Protecting an API in production
A public API is a shared resource, and shared resources get abused, accidentally or on purpose. Rate Limiting caps how many requests a client may make in a window, while Throttling slows clients down rather than rejecting them outright. The classic algorithms behind these are worth knowing by name: the Token Bucket Algorithm allows controlled bursts, the Leaky Bucket Algorithm smooths traffic into a steady rate, and the Sliding Window counts requests over a moving time range to avoid the unfair edges of fixed windows. API Rate Limiting and Quota Management apply these ideas at the level of individual customers or plans, which is also how usage-based pricing works.
The other half of production health is efficiency on the wire. Keep-Alive Connections and Connection Reuse avoid paying the cost of opening a new TCP and TLS connection for every call, which is one of the cheapest large wins available. Request Batching and Response Batching combine many small operations into one round trip, cutting overhead when a client needs a lot of small things at once.
These controls interact. A good API publishes its limits, returns clear errors when a client crosses them, and supports retries that are safe because of idempotency keys. Together they let one service stay up while one misbehaving client is contained, instead of everyone going down together.
How real companies put it together
Most large systems do not pick one protocol and stop. A common pattern is gRPC for internal service-to-service traffic, where speed wins, and a friendlier REST or GraphQL layer at the edge for clients you do not control.

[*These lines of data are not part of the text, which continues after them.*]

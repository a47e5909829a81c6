pub mod auth;
pub mod data;
pub mod health;
pub mod metrics;
pub mod request_id;
pub mod users;
//! Configuration module
//!
//! `AppConfig` is read from a TOML file and then patched with environment
//! overrides. Every section has defaults, so an empty or partial file works.

use std::path::{Path, PathBuf};

use serde::{Deserialize, Serialize};

use crate::shared::InfraError;

/// Default location: `~/.config/agrowatch/config.toml`
pub fn default_config_path() -> PathBuf {
    dirs_next::config_dir()
        .unwrap_or_else(|| PathBuf::from("."))
        .join("agrowatch")
        .join("config.toml")
}

#[derive(Debug, Clone, Default, Serialize, Deserialize)]
pub struct AppConfig {
    #[serde(default)]
    pub server: ServerConfig,
    #[serde(default)]
    pub database: DatabaseSettings,
    #[serde(default)]
    pub cors: CorsConfig,
    #[serde(default)]
    pub security: SecurityConfig,
    #[serde(default)]
    pub telemetry: TelemetryConfig,
    #[serde(default)]
    pub logging: LoggingConfig,
}

#[derive(Debug, Clone, Serialize, Deserialize)]
pub struct ServerConfig {
    #[serde(default = "default_host")]
    pub host: String,
    #[serde(default = "default_port")]
    pub port: u16,
    /// Seconds granted to in-flight requests after a shutdown signal.
    #[serde(default = "default_shutdown_timeout")]
    pub shutdown_timeout: u64,
    /// Development mode: permissive CORS when no origins are configured.
    #[serde(default)]
    pub debug: bool,
}

impl Default for ServerConfig {
    fn default() -> Self {
        Self {
            host: default_host(),
            port: default_port(),
            shutdown_timeout: default_shutdown_timeout(),
            debug: false,
        }
    }
}

impl ServerConfig {
    pub fn address(&self) -> String {
        format!("{}:{}", self.host, self.port)
    }
}

#[derive(Debug, Clone, Serialize, Deserialize)]
pub struct DatabaseSettings {
    #[serde(default = "default_database_url")]
    pub url: String,
    /// Table holding sensor readings written by the ingestion process.
    #[serde(default = "default_readings_table")]
    pub readings_table: String,
}

impl Default for DatabaseSettings {
    fn default() -> Self {
        Self {
            url: default_database_url(),
            readings_table: default_readings_table(),
        }
    }
}

#[derive(Debug, Clone, Serialize, Deserialize)]
pub struct CorsConfig {
    /// Empty list: no cross-origin access, or any origin in debug mode.
    #[serde(default = "default_allowed_origins")]
    pub allowed_origins: Vec<String>,
}

impl Default for CorsConfig {
    fn default() -> Self {
        Self {
            allowed_origins: default_allowed_origins(),
        }
    }
}

#[derive(Debug, Clone, Serialize, Deserialize)]
pub struct SecurityConfig {
    #[serde(default = "default_bcrypt_cost")]
    pub bcrypt_cost: u32,
}

impl Default for SecurityConfig {
    fn default() -> Self {
        Self {
            bcrypt_cost: default_bcrypt_cost(),
        }
    }
}

#[derive(Debug, Clone, Serialize, Deserialize)]
pub struct TelemetryConfig {
    #[serde(default = "default_limit")]
    pub default_limit: u64,
    #[serde(default = "default_channel_id")]
    pub channel_id: String,
    #[serde(default = "default_channel_name")]
    pub channel_name: String,
}

impl Default for TelemetryConfig {
    fn default() -> Self {
        Self {
            default_limit: default_limit(),
            channel_id: default_channel_id(),
            channel_name: default_channel_name(),
        }
    }
}

#[derive(Debug, Clone, Serialize, Deserialize)]
pub struct LoggingConfig {
    #[serde(default = "default_log_level")]
    pub level: String,
    /// `text` or `json`
    #[serde(default = "default_log_format")]
    pub format: String,
}

impl Default for LoggingConfig {
    fn default() -> Self {
        Self {
            level: default_log_level(),
            format: default_log_format(),
        }
    }
}

fn default_host() -> String {
    "0.0.0.0".to_string()
}
fn default_port() -> u16 {
    5000
}
fn default_shutdown_timeout() -> u64 {
    30
}
fn default_database_url() -> String {
    "sqlite://./agrowatch.db?mode=rwc".to_string()
}
fn default_readings_table() -> String {
    "sensor_readings".to_string()
}
fn default_allowed_origins() -> Vec<String> {
    [
        "https://agrigrowthiot.netlify.app",
        "http://localhost:5173",
        "http://localhost:8000",
        "http://localhost:3000",
    ]
        .into_iter()
        .map(String::from)
        .collect()
}
fn default_bcrypt_cost() -> u32 {
    bcrypt::DEFAULT_COST
}
fn default_limit() -> u64 {
    100
}
fn default_channel_id() -> String {
    "mongodb_channel".to_string()
}
fn default_channel_name() -> String {
    "MongoDB Sensor Data".to_string()
}
fn default_log_level() -> String {
    "info".to_string()
}
fn default_log_format() -> String {
    "text".to_string()
}

impl AppConfig {
    /// Load from `path`, falling back to defaults when the file does not
    /// exist, then apply environment overrides and validate.
    pub fn load(path: &Path) -> Result<Self, InfraError> {
        let mut config = if path.exists() {
            let raw = std::fs::read_to_string(path)
                .map_err(|e| InfraError::Config(format!("{}: {}", path.display(), e)))?;
            Self::from_toml(&raw)?
        } else {
            Self::default()
        };

        config.apply_env_overrides(|key| std::env::var(key).ok());
        config.validate()?;
        Ok(config)
    }

    pub fn from_toml(raw: &str) -> Result<Self, InfraError> {
        toml::from_str(raw).map_err(|e| InfraError::Config(e.to_string()))
    }

    /// Apply `DATABASE_URL`, `READINGS_TABLE`, `FRONTEND_URL`, `PORT` and
    /// `APP_ENV` on top of the file values.
    pub fn apply_env_overrides<F>(&mut self, var: F)
    where
        F: Fn(&str) -> Option<String>,
    {
        if let Some(url) = var("DATABASE_URL") {
            self.database.url = url;
        }
        if let Some(table) = var("READINGS_TABLE") {
            self.database.readings_table = table;
        }
        if let Some(origin) = var("FRONTEND_URL") {
            if !self.cors.allowed_origins.contains(&origin) {
                self.cors.allowed_origins.push(origin);
            }
        }
        if let Some(port) = var("PORT").and_then(|p| p.parse().ok()) {
            self.server.port = port;
        }
        if let Some(env) = var("APP_ENV") {
            self.server.debug = env.eq_ignore_ascii_case("development");
        }
    }

    pub fn validate(&self) -> Result<(), InfraError> {
        if !(4..=31).contains(&self.security.bcrypt_cost) {
            return Err(InfraError::Config(format!(
                "security.bcrypt_cost must be between 4 and 31, got {}",
                self.security.bcrypt_cost
            )));
        }
        if self.telemetry.default_limit == 0 {
            return Err(InfraError::Config(
                "telemetry.default_limit must be positive".into(),
            ));
        }
        if self.cors.allowed_origins.iter().any(|o| o.trim() == "*") {
            return Err(InfraError::Config(
                "cors.allowed_origins cannot contain '*' because credentials are allowed; \
                 list origins explicitly or enable server.debug with an empty list"
                    .into(),
            ));
        }
        let table = &self.database.readings_table;
        if table.is_empty() || !table.chars().all(|c| c.is_ascii_alphanumeric() || c == '_') {
            return Err(InfraError::Config(format!(
                "database.readings_table must be a plain identifier, got '{}'",
                table
            )));
        }
        Ok(())
    }
}
//! Non-persistent storage backends

pub mod memory;

pub use memory::InMemoryRepositoryProvider;
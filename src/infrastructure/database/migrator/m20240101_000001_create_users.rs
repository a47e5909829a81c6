//! Create users table migration

use sea_orm_migration::prelude::*;

#[derive(DeriveMigrationName)]
pub struct Migration;

#[async_trait::async_trait]
impl MigrationTrait for Migration {
    async fn up(&self, manager: &SchemaManager) -> Result<(), DbErr> {
        manager
            .create_table(
                Table::create()
                    .table(Users::Table)
                    .if_not_exists()
                    .col(
                        ColumnDef::new(Users::Id)
                            .big_integer()
                            .not_null()
                            .primary_key(),
                    )
                    .col(ColumnDef::new(Users::Name).string_len(255).not_null())
                    .col(
                        ColumnDef::new(Users::Email)
                            .string_len(255)
                            .not_null()
                            .unique_key(),
                    )
                    .col(ColumnDef::new(Users::Role).string_len(50).not_null())
                    .col(ColumnDef::new(Users::Status).string_len(50).not_null())
                    .col(ColumnDef::new(Users::PasswordHash).string_len(255).not_null())
                    .to_owned(),
            )
            .await
    }

    async fn down(&self, manager: &SchemaManager) -> Result<(), DbErr> {
        manager
            .drop_table(Table::drop().table(Users::Table).to_owned())
            .await
    }
}

#[derive(Iden)]
pub enum Users {
    Table,
    Id,
    Name,
    Email,
    Role,
    Status,
    PasswordHash,
}
//! Password hashing utilities

use std::sync::OnceLock;

use bcrypt::{hash, verify, DEFAULT_COST};

use crate::domain::PasswordHash;
use crate::shared::InfraError;

/// One-way password hashing and verification backed by bcrypt.
///
/// Every call to [`hash`](Self::hash) draws a fresh random salt, so hashing
/// the same plaintext twice yields different outputs.
#[derive(Debug, Clone, Copy)]
pub struct CredentialCodec {
    cost: u32,
}

impl CredentialCodec {
    pub fn new(cost: u32) -> Self {
        Self { cost }
    }

    /// Hash a password using bcrypt
    pub fn hash(&self, plaintext: &str) -> Result<PasswordHash, InfraError> {
        Ok(PasswordHash::new(hash(plaintext, self.cost)?))
    }

    /// Verify a password against a hash.
    ///
    /// A malformed hash counts as a mismatch.
    pub fn verify(&self, plaintext: &str, hashed: &PasswordHash) -> bool {
        verify(plaintext, hashed.as_str()).unwrap_or(false)
    }

    /// [`hash`](Self::hash) on the blocking thread pool.
    pub async fn hash_blocking(&self, plaintext: &str) -> Result<PasswordHash, InfraError> {
        let codec = *self;
        let plaintext = plaintext.to_owned();
        tokio::task::spawn_blocking(move || codec.hash(&plaintext)).await?
    }

    /// [`verify`](Self::verify) on the blocking thread pool.
    pub async fn verify_blocking(&self, plaintext: &str, hashed: &PasswordHash) -> Result<bool, InfraError> {
        let codec = *self;
        let plaintext = plaintext.to_owned();
        let hashed = hashed.clone();
        Ok(tokio::task::spawn_blocking(move || codec.verify(&plaintext, &hashed)).await?)
    }

    /// Burn one verification against a throwaway hash of the same cost.
    ///
    /// Used on lookups that found no account so both outcomes take the same
    /// time.
    pub fn verify_dummy(&self, plaintext: &str) {
        static DUMMY: OnceLock<Option<PasswordHash>> = OnceLock::new();
        let cost = self.cost;
        let dummy = DUMMY.get_or_init(|| hash("dummy-password", cost).ok().map(PasswordHash::new));
        if let Some(dummy) = dummy {
            let _ = verify(plaintext, dummy.as_str());
        }
    }
}

impl Default for CredentialCodec {
    fn default() -> Self {
        Self::new(DEFAULT_COST)
    }
}

#[cfg(test)]
mod tests {
    use super::*;

    fn codec() -> CredentialCodec {
        CredentialCodec::new(4)
    }

    #[test]
    fn test_hash_and_verify() {
        let codec = codec();
        let password = "secure_password_123";
        let hashed = codec.hash(password).unwrap();

        assert!(codec.verify(password, &hashed));
        assert!(!codec.verify("wrong_password", &hashed));
    }

    #[test]
    fn hashing_twice_uses_distinct_salts() {
        let codec = codec();
        let a = codec.hash("same").unwrap();
        let b = codec.hash("same").unwrap();
        assert_ne!(a, b);
        assert!(codec.verify("same", &a));
        assert!(codec.verify("same", &b));
    }

    #[test]
    fn malformed_hash_is_a_mismatch() {
        let codec = codec();
        assert!(!codec.verify("anything", &PasswordHash::new("not-a-bcrypt-hash")));
        assert!(!codec.verify("anything", &PasswordHash::new("")));
    }

    #[tokio::test]
    async fn blocking_variants_agree_with_sync_ones() {
        let codec = codec();
        let hashed = codec.hash_blocking("pa55").await.unwrap();
        assert!(codec.verify_blocking("pa55", &hashed).await.unwrap());
        assert!(!codec.verify_blocking("nope", &hashed).await.unwrap());
    }

    #[test]
    fn dummy_verification_does_not_panic() {
        codec().verify_dummy("whatever");
    }
}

To make that edge layer pleasant, teams use API Composition to gather data from several backend services into one response, and Backend for Frontend (BFF), where each client type, web, iOS, Android, gets its own tailored API rather than forcing one generic shape on all of them.
Stripe is the textbook example of API discipline: versioned endpoints, mandatory idempotency keys on payment creation so a retried request never double-charges, and clear rate limits with documented errors. Netflix popularized the BFF idea because a TV remote and a phone have very different needs from the same catalog. GitHub runs both a REST API and a GraphQL API side by side so integrators can choose the style that fits their use case. The lesson across all of them is that protocol, encoding, limits, and shape are separate decisions, and the strongest APIs make each one deliberately.